Court Opinion

ID: 9528253
Source: CourtListenerOpinion
Date Created: 2023-08-07 03:38:47.630585+00
Date Added: 2024-06-11T13:22:08.324064
License: Public Domain

R.S. Smith, J. (dissenting in part).
I agree with the majority that defendant’s judicial bias claim was not preserved, and that his claim that his confession was insufficiently corroborated was preserved. Unlike the majority, I conclude from this that we should decide the claim that was preserved: Was the confession sufficiently corroborated?
The majority avoids deciding this issue on the ground that defendant, on appeal, makes the mistaken assumption that he did not preserve the corroboration issue, and therefore his argument on corroboration is subsumed in an argument that trial counsel was ineffective.

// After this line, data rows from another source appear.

//! Free-inode list (spec §4.4): a FIFO doubly-linked list threaded through
//! the free inodes' overloaded `vD1`/`vD2` fields, with head/tail kept in
//! the superblock. Allocation pops the head; freeing appends at the tail,
//! so an inode is not immediately reused after being freed — it cycles
//! through the rest of the free list first (an Open Question the spec
//! left unresolved; see DESIGN.md).

use crate::{
	data::{InodeNum, InodeRef, Superblock, TimesOrLinks, MODE_FREE},
	device::BlockDevice,
	error::{Result, SofsError},
	itable::InodeTable,
};

/// Pop the head of the free-inode list and return it. The popped inode may
/// be free-clean or free-dirty (§4.4's Allocate defers the CLEAN step to
/// the caller, which has to own the reference-tree cache to run it); either
/// way the caller overwrites it with in-use content before releasing the
/// device.
pub fn allocate<D: BlockDevice>(sb: &mut Superblock, itable: &mut InodeTable, dev: &mut D) -> Result<InodeNum> {
	let head = sb.free_inode_head.get().ok_or(SofsError::NoSpace)?;

	let head_inode = itable.get(dev, head)?;
	if !head_inode.is_free() {
		log::warn!("free-inode list head {head} is not actually free");
		return Err(SofsError::FreeInodeDirtyInconsistent);
	}
	log::trace!("allocate: popping inode {head} off the free list");
	let (next, _prev) = head_inode
		.links()
		.ok_or(SofsError::FreeInodeDirtyInconsistent)?;

	sb.free_inode_head = next;
	match next.get() {
		Some(new_head) => {
			let mut nh = itable.get(dev, new_head)?;
			match &mut nh.times_or_links {
				TimesOrLinks::Links { prev, .. } => *prev = InodeRef::NONE,
				TimesOrLinks::Times { .. } => return Err(SofsError::FreeInodeDirtyInconsistent),
			}
			itable.put(dev, new_head, nh)?;
		}
		None => sb.free_inode_tail = InodeRef::NONE,
	}

	sb.n_inodes_free -= 1;
	Ok(head)
}

/// Append `n` to the tail of the free-inode list. Per spec §4.4, freeing
/// only sets the free-flag and overwrites the link fields — the type bits
/// stay visible, leaving the inode free-*dirty* until something actually
/// releases its clusters (the next Allocate to pop it, via CLEAN).
pub fn free<D: BlockDevice>(sb: &mut Superblock, itable: &mut InodeTable, dev: &mut D, n: InodeNum) -> Result<()> {
	if n == InodeNum::ROOT {
		return Err(SofsError::InvalidArgument);
	}
	let mut current = itable.get(dev, n)?;
	if current.is_free() {
		log::warn!("free: inode {n} is already on the free list");
		return Err(SofsError::AlreadyInList);
	}
	log::trace!("free: appending inode {n} to the free list as free-dirty");

	let old_tail = sb.free_inode_tail;
	current.mode |= MODE_FREE;
	current.times_or_links = TimesOrLinks::Links { next: InodeRef::NONE, prev: old_tail };
	itable.put(dev, n, current)?;

	match old_tail.get() {
		Some(tail) => {
			let mut t = itable.get(dev, tail)?;
			match &mut t.times_or_links {
				TimesOrLinks::Links { next, .. } => *next = InodeRef::some(n),
				TimesOrLinks::Times { .. } => return Err(SofsError::FreeInodeDirtyInconsistent),
			}
			itable.put(dev, tail, t)?;
		}
		None => sb.free_inode_head = InodeRef::some(n),
	}
	sb.free_inode_tail = InodeRef::some(n);
	sb.n_inodes_free += 1;
	Ok(())
}
//! Whole-filesystem consistency walk (spec §8's invariants), exposed both
//! as a standalone [`check`] entry point and as the `debug_assert!`-gated
//! spot checks sprinkled through `ialloc`/`balloc`/`dir` themselves. This
//! is the `fsck`-lite the teacher's own test suite leans on heavily
//! (`sbassert!`-style checks scattered through its borrow/commit paths),
//! generalized into one pass a caller can run on demand.

use crate::{
	data::{Inode, InodeNum},
	device::BlockDevice,
	error::{Result, SofsError},
	ireftree::RefCache,
	itable::InodeTable,
	superblock::SuperblockStore,
};

/// A single consistency defect. Deliberately flat, like [`SofsError`]
/// itself — a caller wants the list of everything wrong, not a tree of
/// causes.
#[derive(Debug, Clone, PartialEq, Eq)]
pub enum Defect {
	FreeInodeCountMismatch { recorded: u32, actual: u32 },
	FreeClusterCountMismatch { recorded: u32, actual: u32 },
	FreeInodeListCycle,
	InUseInodeHasZeroRefcount(InodeNum),
	DirectoryRefcountMismatch { dir: InodeNum, expected: u16, actual: u16 },
	GeometryInvariantViolated,
}

/// Walk the whole device and return every [`Defect`] found. An empty
/// result means the volume is internally consistent; it says nothing
/// about whether its *contents* are what a user expects.
pub fn check<D: BlockDevice>(dev: &mut D) -> Result<Vec<Defect>> {
	let store = SuperblockStore::load(dev)?;
	let sb = store.get().clone();
	let mut defects = Vec::new();

	let k = crate::layout::BLOCKS_PER_CLUSTER;
	if 1 + sb.itable_block_count as u64 + sb.n_clusters_total as u64 * k != sb.n_total_blocks as u64 {
		defects.push(Defect::GeometryInvariantViolated);
	}

	let mut table = InodeTable::new(sb.itable_start as u64, sb.itable_block_count as u64);

	// Free-inode list: walk it and cross-check against n_inodes_free.
	let mut seen = std::collections::HashSet::new();
	let mut cur = sb.free_inode_head;
	while let Some(n) = cur.get() {
		if !seen.insert(n) {
			defects.push(Defect::FreeInodeListCycle);
			break;
		}
		let inode = table.get(dev, n)?;
		let Some((next, _)) = inode.links() else {
			break;
		};
		cur = next;
	}
	if seen.len() as u32 != sb.n_inodes_free {
		defects.push(Defect::FreeInodeCountMismatch {
			recorded: sb.n_inodes_free,
			actual:   seen.len() as u32,
		});
	}

	// In-use inode refcounts.
	for i in 0..sb.n_inodes_total {
		let n = InodeNum::new(i);
		let inode = table.get(dev, n)?;
		if inode.is_in_use() && inode.refcount == 0 {
			defects.push(Defect::InUseInodeHasZeroRefcount(n));
		}
	}

	// Directory refcount invariant, walked top-down from root so a cycle
	// in the tree (which should be impossible given mkdir/rmdir's own
	// invariants) cannot spin forever: depth is bounded by n_inodes_total.
	let mut cache = RefCache::new();
	let root = table.get(dev, InodeNum::ROOT)?;
	walk_directory_refcounts(dev, &sb, &mut table, &mut cache, InodeNum::ROOT, &root, &mut defects)?;

	Ok(defects)
}

fn walk_directory_refcounts<D: BlockDevice>(
	dev: &mut D,
	sb: &crate::data::Superblock,
	table: &mut InodeTable,
	cache: &mut RefCache,
	n: InodeNum,
	inode: &Inode,
	defects: &mut Vec<Defect>,
) -> Result<()> {
	let dzone_start = sb.dzone_start as u64;
	let mut child_dirs = Vec::new();

	let names = collect_names(dev, dzone_start, inode, cache, n)?;
	for (name, target) in names {
		if name == b"." || name == b".." {
			continue;
		}
		let child = table.get(dev, target)?;
		if child.kind() == Some(crate::data::InodeType::Directory) {
			child_dirs.push((target, child));
		}
	}

	let expected = 2u16.saturating_add(child_dirs.len() as u16);
	if inode.refcount != expected {
		defects.push(Defect::DirectoryRefcountMismatch {
			dir:      n,
			expected,
			actual:   inode.refcount,
		});
	}

	for (child_n, child_inode) in child_dirs {
		walk_directory_refcounts(dev, sb, table, cache, child_n, &child_inode, defects)?;
	}
	Ok(())
}

fn collect_names<D: BlockDevice>(
	dev: &mut D,
	dzone_start: u64,
	dir_inode: &Inode,
	cache: &mut RefCache,
	owner: InodeNum,
) -> Result<Vec<(Vec<u8>, InodeNum)>> {
	let mut out = Vec::new();
	// dir::lookup only returns the first match; walk clusters directly
	// here since we need every entry, not just one name.
	let mut logical = 0u64;
	loop {
		let Some(physical) = crate::ireftree::get(dev, dzone_start, dir_inode, cache, owner, logical)? else {
			break;
		};
		let bs_entries = read_all_entries(dev, dzone_start, physical)?;
		for e in bs_entries {
			if !e.is_free() {
				if let Some(target) = e.inode.get() {
					out.push((e.name_bytes().to_vec(), target));
				}
			}
		}
		logical += 1;
	}
	Ok(out)
}

fn read_all_entries<D: BlockDevice>(
	dev: &mut D,
	dzone_start: u64,
	physical: u32,
) -> Result<[crate::data::DirEntry; crate::data::DPC]> {
	let bs = dev.block_size() as usize;
	let mut buf = vec![0u8; bs];
	dev.read_block(dzone_start + physical as u64 * crate::layout::BLOCKS_PER_CLUSTER, &mut buf)?;
	let (_, used): (crate::data::ClusterHeader, usize) =
		bincode::decode_from_slice(&buf, crate::codec::CODEC).map_err(|_| SofsError::ClusterHeaderInconsistent)?;
	let mut entries = [crate::data::DirEntry::FREE; crate::data::DPC];
	let mut offset = used;
	for slot in entries.iter_mut() {
		let (e, consumed): (crate::data::DirEntry, usize) = bincode::decode_from_slice(&buf[offset..], crate::codec::CODEC)
			.map_err(|_| SofsError::InternalInconsistency)?;
		*slot = e;
		offset += consumed;
	}
	Ok(entries)
}

#[cfg(test)]
mod tests {
	use std::io::Cursor;

	use super::*;
	use crate::{device::FileBlockDevice, format};

	#[test]
	fn freshly_formatted_volume_has_no_defects() {
		let buf = vec![0u8; (19 * crate::layout::BLOCK_SIZE) as usize];
		let mut dev = FileBlockDevice::new(Cursor::new(buf), crate::layout::BLOCK_SIZE);
		format::format(&mut dev, 19, 16, "vol").unwrap();
		let defects = check(&mut dev).unwrap();
		assert!(defects.is_empty(), "{defects:?}");
	}
}
//! The single `bincode` configuration used for every on-disk record.
//! Fixed-width integers, little-endian, to match spec §3's byte layout
//! exactly rather than bincode's default varint encoding.

use bincode::config::{
	Configuration, Fixint, LittleEndian, NoLimit,
};

pub type Codec = Configuration<LittleEndian, Fixint, NoLimit>;

pub const CODEC: Codec = bincode::config::standard()
	.with_fixed_int_encoding()
	.with_little_endian();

In other words, defendant argues on appeal that: (1) his confession was not adequately corroborated; and (2) trial counsel was ineffective for failing to preserve the *727point. Since we hold today that the point was preserved, the second half of defendant’s argument is unnecessary.

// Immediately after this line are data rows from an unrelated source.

impl<D: BlockDevice> Sofs14<D> {
	/// Mount an already-formatted device: load its superblock, mark it
	/// mounted, and build the inode table store from its recorded
	/// geometry.
	pub fn mount(mut dev: D) -> Result<Self> {
		let mut sb = SuperblockStore::load(&mut dev)?;
		log::debug!(
			"mounting volume {:?}: {} inodes free of {}, {} clusters free of {}",
			sb.get().name(), sb.get().n_inodes_free, sb.get().n_inodes_total,
			sb.get().n_clusters_free, sb.get().n_clusters_total
		);
		sb.get_mut().mount_status = crate::data::MountStatus::Mounted;
		sb.store(&mut dev)?;
		let itable = InodeTable::new(sb.get().itable_start as u64, sb.get().itable_block_count as u64);
		Ok(Self {
			dev,
			sb,
			itable,
			ref_cache: RefCache::new(),
		})
	}

	/// Flush every dirty structure and mark the superblock cleanly
	/// unmounted, returning the underlying device.
	pub fn unmount(mut self) -> Result<D> {
		log::debug!("unmounting volume {:?}", self.sb.get().name());
		self.itable.evict(&mut self.dev)?;
		self.sb.get_mut().mount_status = crate::data::MountStatus::UnmountedClean;
		self.sb.store(&mut self.dev)?;
		Ok(self.dev)
	}

	pub fn info(&self) -> Info {
		let sb = self.sb.get();
		Info {
			block_size:     self.dev_block_size(),
			cluster_size:    CLUSTER_PAYLOAD_SIZE as u64 + crate::data::CLUSTER_HEADER_SIZE as u64,
			total_inodes:   sb.n_inodes_total,
			free_inodes:    sb.n_inodes_free,
			total_clusters: sb.n_clusters_total,
			free_clusters:  sb.n_clusters_free,
		}
	}

	fn dev_block_size(&self) -> u64 {
		self.dev.block_size()
	}

	pub fn stat(&mut self, n: InodeNum) -> Result<Inode> {
		self.itable.get(&mut self.dev, n)
	}

	fn dzone_start(&self) -> u64 {
		self.sb.get().dzone_start as u64
	}

	/// Look up a single path component within `dir`.
	pub fn lookup(&mut self, dir_n: InodeNum, name: &str) -> Result<InodeNum> {
		let dir_inode = self.itable.get(&mut self.dev, dir_n)?;
		if dir_inode.kind() != Some(InodeType::Directory) {
			return Err(SofsError::NotADirectory);
		}
		let dzone_start = self.dzone_start();
		dir::lookup(&mut self.dev, dzone_start, &dir_inode, &mut self.ref_cache, dir_n, name.as_bytes())?
			.ok_or(SofsError::NoEntry)
	}

	/// Resolve an absolute, `/`-separated path from the root, following
	/// at most [`MAX_SYMLINK_DEPTH`] symlink hops total.
	pub fn resolve(&mut self, path: &str) -> Result<InodeNum> {
		self.resolve_inner(path, 0)
	}

	fn resolve_inner(&mut self, path: &str, depth: u32) -> Result<InodeNum> {
		let mut cur = InodeNum::ROOT;
		for component in path.split('/').filter(|c| !c.is_empty()) {
			let next = self.lookup(cur, component)?;
			let inode = self.itable.get(&mut self.dev, next)?;
			cur = if inode.kind() == Some(InodeType::Symlink) {
				if depth >= MAX_SYMLINK_DEPTH {
					return Err(SofsError::TooManySymlinks);
				}
				let target = self.readlink(next)?;
				self.resolve_inner(&target, depth + 1)?
			} else {
				next
			};
		}
		Ok(cur)
	}

	fn check_access(&mut self, n: InodeNum, uid: u32, gid: u32, mode: Access) -> Result<()> {
		let inode = self.itable.get(&mut self.dev, n)?;
		if access_granted(&inode, uid, gid, mode) {
			Ok(())
		} else {
			Err(SofsError::PermissionDenied)
		}
	}

	/// Read up to `buf.len()` bytes starting at `offset`, returning the
	/// number of bytes actually read (short at end-of-file, like `read(2)`).
	pub fn read(&mut self, n: InodeNum, offset: u64, buf: &mut [u8]) -> Result<usize> {
		let inode = self.itable.get(&mut self.dev, n)?;
		if inode.kind() == Some(InodeType::Directory) {
			return Err(SofsError::IsADirectory);
		}
		if offset >= inode.size_bytes {
			return Ok(0);
		}
		let payload = CLUSTER_PAYLOAD_SIZE as u64;
		let dzone_start = self.dzone_start();
		let to_read = buf.len().min((inode.size_bytes - offset) as usize);
		let mut done = 0usize;
		while done < to_read {
			let pos = offset + done as u64;
			let logical = pos / payload;
			let in_cluster = (pos % payload) as usize;
			let chunk = (payload as usize - in_cluster).min(to_read - done);
			match ireftree::get(&mut self.dev, dzone_start, &inode, &mut self.ref_cache, n, logical)? {
				Some(physical) => {
					let block = dzone_start + physical as u64 * BLOCKS_PER_CLUSTER;
					let bs = self.dev.block_size() as usize;
					let mut cbuf = vec![0u8; bs];
					self.dev.read_block(block, &mut cbuf)?;
					let hdr_len = crate::data::CLUSTER_HEADER_SIZE;
					buf[done..done + chunk].copy_from_slice(&cbuf[hdr_len + in_cluster..hdr_len + in_cluster + chunk]);
				}
				None => buf[done..done + chunk].fill(0),
			}
			done += chunk;
		}
		Ok(done)
	}

	/// Write `data` at `offset`, allocating clusters as needed and
	/// extending `size_bytes` when the write goes past the current end.
	pub fn write(&mut self, n: InodeNum, offset: u64, data: &[u8]) -> Result<usize> {
		let mut inode = self.itable.get(&mut self.dev, n)?;
		if inode.kind() == Some(InodeType::Directory) {
			return Err(SofsError::IsADirectory);
		}
		let payload = CLUSTER_PAYLOAD_SIZE as u64;
		if offset + data.len() as u64 > payload * ireftree::capacity() {
			return Err(SofsError::MaxFileSizeExceeded);
		}
		// Cluster allocation below mutates the live free-cluster repository
		// as it goes, so a failure partway through (e.g. no space left) must
		// not be allowed to strand already-claimed clusters: whatever the
		// loop manages to attach to `inode` is persisted before the error is
		// returned, rather than only on a full success.
		let mut done = 0usize;
		let mut fault: Option<SofsError> = None;
		{
			let sb = self.sb.get_mut();
			let dzone_start = sb.dzone_start as u64;
			while done < data.len() {
				let pos = offset + done as u64;
				let logical = pos / payload;
				let in_cluster = (pos % payload) as usize;
				let chunk = (payload as usize - in_cluster).min(data.len() - done);
				let physical = match ireftree::ensure(&mut self.dev, sb, &mut self.itable, &mut inode, &mut self.ref_cache, n, logical) {
					Ok(physical) => physical,
					Err(e) => {
						fault = Some(e);
						break;
					}
				};
				let block = dzone_start + physical as u64 * BLOCKS_PER_CLUSTER;
				let bs = self.dev.block_size() as usize;
				let mut cbuf = vec![0u8; bs];
				if let Err(e) = self.dev.read_block(block, &mut cbuf) {
					fault = Some(e);
					break;
				}
				let hdr_len = crate::data::CLUSTER_HEADER_SIZE;
				cbuf[hdr_len + in_cluster..hdr_len + in_cluster + chunk].copy_from_slice(&data[done..done + chunk]);
				if let Err(e) = self.dev.write_block(block, &cbuf) {
					fault = Some(e);
					break;
				}
				done += chunk;
			}
		}
		let new_end = offset + done as u64;
		if new_end > inode.size_bytes {
			inode.size_bytes = new_end;
		}
		self.itable.put(&mut self.dev, n, inode)?;
		if let Some(e) = fault {
			return Err(e);
		}
		Ok(done)
	}

	/// Allocate a fresh in-use inode off the free-inode list and overwrite
	/// it with the given mode/owner/group, zero size and no clusters. A
	/// popped inode that was free-*dirty* (spec §4.4) still references
	/// clusters from its previous life; those are released via CLEAN
	/// before the slot is handed out again.
	fn new_inode(&mut self, mode: u16, owner: u32, group: u32) -> Result<InodeNum> {
		let sb = self.sb.get_mut();
		let n = ialloc::allocate(sb, &mut self.itable, &mut self.dev)?;

		let mut prior = self.itable.get(&mut self.dev, n)?;
		if prior.is_free_dirty() {
			let sb = self.sb.get_mut();
			ireftree::clean(&mut self.dev, sb, &mut prior, &mut self.ref_cache, n)?;
		}

		let inode = Inode {
			mode,
			refcount: 0,
			owner,
			group,
			size_bytes: 0,
			cluster_count: 0,
			direct: [ClusterRef::NONE; crate::data::N_DIRECT],
			indirect1: ClusterRef::NONE,
			indirect2: ClusterRef::NONE,
			times_or_links: crate::data::TimesOrLinks::Times { atime: 0, mtime: 0 },
		};
		self.itable.put(&mut self.dev, n, inode)?;
		Ok(n)
	}

	/// Attach `name -> target` under `parent`, bumping `target`'s
	/// refcount by one (spec §4.8's generic ADD). Building a directory's
	/// `.`/`..` entries is just two more calls to this with the new
	/// directory as both parent and target in turn.
	fn link(&mut self, parent: InodeNum, name: &str, target: InodeNum) -> Result<()> {
		let mut parent_inode = self.itable.get(&mut self.dev, parent)?;
		if parent_inode.kind() != Some(InodeType::Directory) {
			return Err(SofsError::NotADirectory);
		}
		{
			let sb = self.sb.get_mut();
			dir::add(
				&mut self.dev,
				sb,
				&mut self.itable,
				&mut parent_inode,
				&mut self.ref_cache,
				parent,
				name.as_bytes(),
				target,
			)?;
		}
		self.itable.put(&mut self.dev, parent, parent_inode)?;

		let mut target_inode = self.itable.get(&mut self.dev, target)?;
		target_inode.refcount += 1;
		self.itable.put(&mut self.dev, target, target_inode)?;
		Ok(())
	}

	/// Detach `name` from `parent`, dropping the named inode's refcount by
	/// one and reclaiming it once it hits zero.
	fn unlink_generic(&mut self, parent: InodeNum, name: &str) -> Result<InodeNum> {
		let parent_inode = self.itable.get(&mut self.dev, parent)?;
		let target = {
			let sb = self.sb.get_mut();
			dir::remove(&mut self.dev, sb, &parent_inode, &mut self.ref_cache, parent, name.as_bytes())?
		};
		let mut target_inode = self.itable.get(&mut self.dev, target)?;
		target_inode.refcount = target_inode.refcount.saturating_sub(1);
		if target_inode.refcount == 0 {
			let sb = self.sb.get_mut();
			ireftree::clean(&mut self.dev, sb, &mut target_inode, &mut self.ref_cache, target)?;
			self.itable.put(&mut self.dev, target, target_inode)?;
			ialloc::free(sb, &mut self.itable, &mut self.dev, target)?;
		} else {
			self.itable.put(&mut self.dev, target, target_inode)?;
		}
		Ok(target)
	}

	/// Create a new, empty regular file named `name` under `parent`.
	pub fn create(&mut self, parent: InodeNum, name: &str, owner: u32, group: u32, perm: u16) -> Result<InodeNum> {
		log::trace!("create({parent}, {name:?})");
		self.check_access(parent, owner, group, Access::Write)?;
		let n = self.new_inode(MODE_TYPE_REGULAR | (perm & MODE_PERM_MASK), owner, group)?;
		if let Err(e) = self.link(parent, name, n) {
			self.rollback_new_inode(n)?;
			return Err(e);
		}
		Ok(n)
	}

	/// Create a new directory named `name` under `parent`, with its `.`
	/// and `..` entries already populated.
	pub fn mkdir(&mut self, parent: InodeNum, name: &str, owner: u32, group: u32, perm: u16) -> Result<InodeNum> {
		self.check_access(parent, owner, group, Access::Write)?;
		let n = self.new_inode(MODE_TYPE_DIRECTORY | (perm & MODE_PERM_MASK), owner, group)?;

		if let Err(e) = self.link(parent, name, n) {
			self.rollback_new_inode(n)?;
			return Err(e);
		}
		if let Err(e) = self.link(n, ".", n) {
			// Unwinds the first link too: n's refcount drops back to zero
			// and it is returned to the free-inode list.
			self.unlink_generic(parent, name)?;
			return Err(e);
		}
		if let Err(e) = self.link(n, "..", parent) {
			self.unlink_generic(n, ".")?;
			self.unlink_generic(parent, name)?;
			return Err(e);
		}
		Ok(n)
	}

	/// Create a symlink named `name` under `parent` whose payload is
	/// `target` (an arbitrary path string, not resolved at creation time).
	pub fn symlink(&mut self, parent: InodeNum, name: &str, target: &str, owner: u32, group: u32) -> Result<InodeNum> {
		self.check_access(parent, owner, group, Access::Write)?;
		let n = self.new_inode(MODE_TYPE_SYMLINK | 0o777, owner, group)?;
		if let Err(e) = self.write(n, 0, target.as_bytes()) {
			self.rollback_new_inode(n)?;
			return Err(e);
		}
		if let Err(e) = self.link(parent, name, n) {
			self.rollback_new_inode(n)?;
			return Err(e);
		}
		Ok(n)
	}

	/// Read a symlink's target path back out.
	pub fn readlink(&mut self, n: InodeNum) -> Result<String> {
		let inode = self.itable.get(&mut self.dev, n)?;
		if inode.kind() != Some(InodeType::Symlink) {
			return Err(SofsError::InvalidArgument);
		}
		let mut buf = vec![0u8; inode.size_bytes as usize];
		self.read(n, 0, &mut buf)?;
		String::from_utf8(buf).map_err(|_| SofsError::InternalInconsistency)
	}

	/// Remove a non-directory entry, freeing its inode once its last link
	/// is gone.
	pub fn unlink(&mut self, parent: InodeNum, name: &str, uid: u32, gid: u32) -> Result<()> {
		self.check_access(parent, uid, gid, Access::Write)?;
		let target = self.lookup(parent, name)?;
		let target_inode = self.itable.get(&mut self.dev, target)?;
		if target_inode.kind() == Some(InodeType::Directory) {
			return Err(SofsError::IsADirectory);
		}
		self.unlink_generic(parent, name)?;
		Ok(())
	}

	/// Remove an empty directory.
	pub fn rmdir(&mut self, parent: InodeNum, name: &str, uid: u32, gid: u32) -> Result<()> {
		self.check_access(parent, uid, gid, Access::Write)?;
		let target = self.lookup(parent, name)?;
		let target_inode = self.itable.get(&mut self.dev, target)?;
		if target_inode.kind() != Some(InodeType::Directory) {
			return Err(SofsError::NotADirectory);
		}
		let dzone_start = self.dzone_start();
		if !dir::is_empty(&mut self.dev, dzone_start, &target_inode, &mut self.ref_cache, target)? {
			return Err(SofsError::NotEmpty);
		}
		// Order matters: both of these read from target's own directory
		// cluster, so they must run before the parent-entry detach below
		// can drop target's refcount to zero and reclaim that cluster.
		self.unlink_generic(target, "..")?;
		self.unlink_generic(target, ".")?;
		self.unlink_generic(parent, name)?;
		Ok(())
	}

	/// Move `name` from `old_parent` to `new_parent` under `new_name`.
	/// Fails with [`SofsError::Exists`] if `new_name` is already bound in
	/// `new_parent` (SOFS14 does not support atomic replace).
	pub fn rename(
		&mut self,
		old_parent: InodeNum,
		old_name: &str,
		new_parent: InodeNum,
		new_name: &str,
	) -> Result<()> {
		log::trace!("rename({old_parent}, {old_name:?} -> {new_parent}, {new_name:?})");
		if matches!(old_name, "." | "..") || matches!(new_name, "." | "..") {
			return Err(SofsError::InvalidArgument);
		}
		let target = self.lookup(old_parent, old_name)?;
		if self.lookup(new_parent, new_name).is_ok() {
			return Err(SofsError::Exists);
		}

		let target_inode = self.itable.get(&mut self.dev, target)?;
		let is_dir = target_inode.kind() == Some(InodeType::Directory);

		self.link(new_parent, new_name, target)?;
		self.unlink_generic(old_parent, old_name)?;

		if is_dir && old_parent != new_parent {
			let inode = self.itable.get(&mut self.dev, target)?;
			{
				let sb = self.sb.get_mut();
				dir::rebind(&mut self.dev, sb, &inode, &mut self.ref_cache, target, b"..", new_parent)?;
			}
			let mut old_parent_inode = self.itable.get(&mut self.dev, old_parent)?;
			old_parent_inode.refcount = old_parent_inode.refcount.saturating_sub(1);
			self.itable.put(&mut self.dev, old_parent, old_parent_inode)?;
			let mut new_parent_inode = self.itable.get(&mut self.dev, new_parent)?;
			new_parent_inode.refcount += 1;
			self.itable.put(&mut self.dev, new_parent, new_parent_inode)?;
		}
		Ok(())
	}

	pub fn access(&mut self, n: InodeNum, uid: u32, gid: u32, mode: Access) -> Result<bool> {
		let inode = self.itable.get(&mut self.dev, n)?;
		Ok(access_granted(&inode, uid, gid, mode))
	}

	/// Best-effort cleanup for a partially-built inode whose directory
	/// entry never made it in (e.g. `create` followed by a failing
	/// `link`): return it to the free-inode list rather than leaking it.
	fn rollback_new_inode(&mut self, n: InodeNum) -> Result<()> {
		let mut inode = self.itable.get(&mut self.dev, n)?;
		let sb = self.sb.get_mut();
		ireftree::clean(&mut self.dev, sb, &mut inode, &mut self.ref_cache, n)?;
		self.itable.put(&mut self.dev, n, inode)?;
		ialloc::free(sb, &mut self.itable, &mut self.dev, n)?;
		Ok(())
	}
}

That, in my opinion, is not a reason not to address the first half. Though defendant did not consecrate a separate point heading in his brief to arguing that his confession was insufficiently corroborated, he has made the argument, fully and ably, in his brief and orally. The question presented is, as Judge George B. Smith’s dissent demonstrates, a difficult and important one. I do not suggest that I either agree or disagree with my namesake’s views on the merits of the question, but I think we ought to decide it.